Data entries
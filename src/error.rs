use thiserror::Error;

#[derive(Error, Debug)]
pub enum Error {
    #[error("IO error: {0}.")]
    IoError(#[from] std::io::Error),

    #[error("Failed to parse YAML metadata. Original error: {0}")]
    YamlError(#[from] serde_yaml::Error),

    #[error("Failed to parse JSON metadata. Original error: {0}")]
    JsonError(#[from] serde_json::Error),

    /// The requested template is absent from the template source.
    #[error("Could not read template for ROS distro '{distro}' at '{path}': no such file or directory")]
    TemplateNotFound { distro: String, path: String },

    /// A template references a placeholder that the context does not define.
    #[error("Missing value for template placeholder '{key}'.")]
    MissingPlaceholder { key: String },

    /// A delimiter that starts neither a placeholder nor an escape.
    #[error("Invalid placeholder in template: line {line}, col {column}.")]
    InvalidPlaceholder { line: usize, column: usize },

    #[error("File exists: {path}")]
    FileExists { path: String },

    #[error("Cannot create directory, file exists: {path}")]
    DirectoryConflict { path: String },

    /// Represents validation failures of the package metadata record
    #[error("Validation error: {0}.")]
    ValidationError(String),

    #[error("{0}")]
    Other(#[from] anyhow::Error),
}

/// Convenience type alias for Results with the crate error type.
pub type Result<T, E = Error> = std::result::Result<T, E>;

/// Default error handler that prints the error and exits the program.
///
/// # Arguments
/// * `err` - The error to handle
///
/// # Behavior
/// Prints the error message to stderr and exits with status code 1
pub fn default_error_handler(err: Error) {
    eprintln!("{err}");
    std::process::exit(crate::constants::exit_codes::FAILURE);
}

#[cfg(test)]
mod tests {
    use super::*;

    #[test]
    fn template_not_found_names_distro_and_path() {
        let err = Error::TemplateNotFound {
            distro: "groovy".to_string(),
            path: "/tmp/templates/groovy/package.xml.in".to_string(),
        };
        let message = err.to_string();
        assert!(message.contains("'groovy'"));
        assert!(message.contains("/tmp/templates/groovy/package.xml.in"));
    }

    #[test]
    fn writer_errors_carry_the_path() {
        let err = Error::FileExists { path: "pkg/package.xml".to_string() };
        assert_eq!(err.to_string(), "File exists: pkg/package.xml");

        let err = Error::DirectoryConflict { path: "pkg/src".to_string() };
        assert_eq!(err.to_string(), "Cannot create directory, file exists: pkg/src");
    }
}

PROBLEM TO SOLVE: Every entry, from the first line to the last, should be retyped exactly.

RESULT FOR THIS TASK:
filename src/error.rs
use thiserror::Error;

#[derive(Error, Debug)]
pub enum Error {
    #[error("IO error: {0}.")]
    IoError(#[from] std::io::Error),

    #[error("Failed to parse YAML metadata. Original error: {0}")]
    YamlError(#[from] serde_yaml::Error),

    #[error("Failed to parse JSON metadata. Original error: {0}")]
    JsonError(#[from] serde_json::Error),

    /// The requested template is absent from the template source.
    #[error("Could not read template for ROS distro '{distro}' at '{path}': no such file or directory")]
    TemplateNotFound { distro: String, path: String },

    /// A template references a placeholder that the context does not define.
    #[error("Missing value for template placeholder '{key}'.")]
    MissingPlaceholder { key: String },

    /// A delimiter that starts neither a placeholder nor an escape.
    #[error("Invalid placeholder in template: line {line}, col {column}.")]
    InvalidPlaceholder { line: usize, column: usize },

    #[error("File exists: {path}")]
    FileExists { path: String },

    #[error("Cannot create directory, file exists: {path}")]
    DirectoryConflict { path: String },

    /// Represents validation failures of the package metadata record
    #[error("Validation error: {0}.")]
    ValidationError(String),

    #[error("{0}")]
    Other(#[from] anyhow::Error),
}

/// Convenience type alias for Results with the crate error type.
pub type Result<T, E = Error> = std::result::Result<T, E>;

/// Default error handler that prints the error and exits the program.
///
/// # Arguments
/// * `err` - The error to handle
///
/// # Behavior
/// Prints the error message to stderr and exits with status code 1
pub fn default_error_handler(err: Error) {
    eprintln!("{err}");
    std::process::exit(crate::constants::exit_codes::FAILURE);
}

#[cfg(test)]
mod tests {
    use super::*;

    #[test]
    fn template_not_found_names_distro_and_path() {
        let err = Error::TemplateNotFound {
            distro: "groovy".to_string(),
            path: "/tmp/templates/groovy/package.xml.in".to_string(),
        };
        let message = err.to_string();
        assert!(message.contains("'groovy'"));
        assert!(message.contains("/tmp/templates/groovy/package.xml.in"));
    }

    #[test]
    fn writer_errors_carry_the_path() {
        let err = Error::FileExists { path: "pkg/package.xml".to_string() };
        assert_eq!(err.to_string(), "File exists: pkg/package.xml");

        let err = Error::DirectoryConflict { path: "pkg/src".to_string() };
        assert_eq!(err.to_string(), "Cannot create directory, file exists: pkg/src");
    }
}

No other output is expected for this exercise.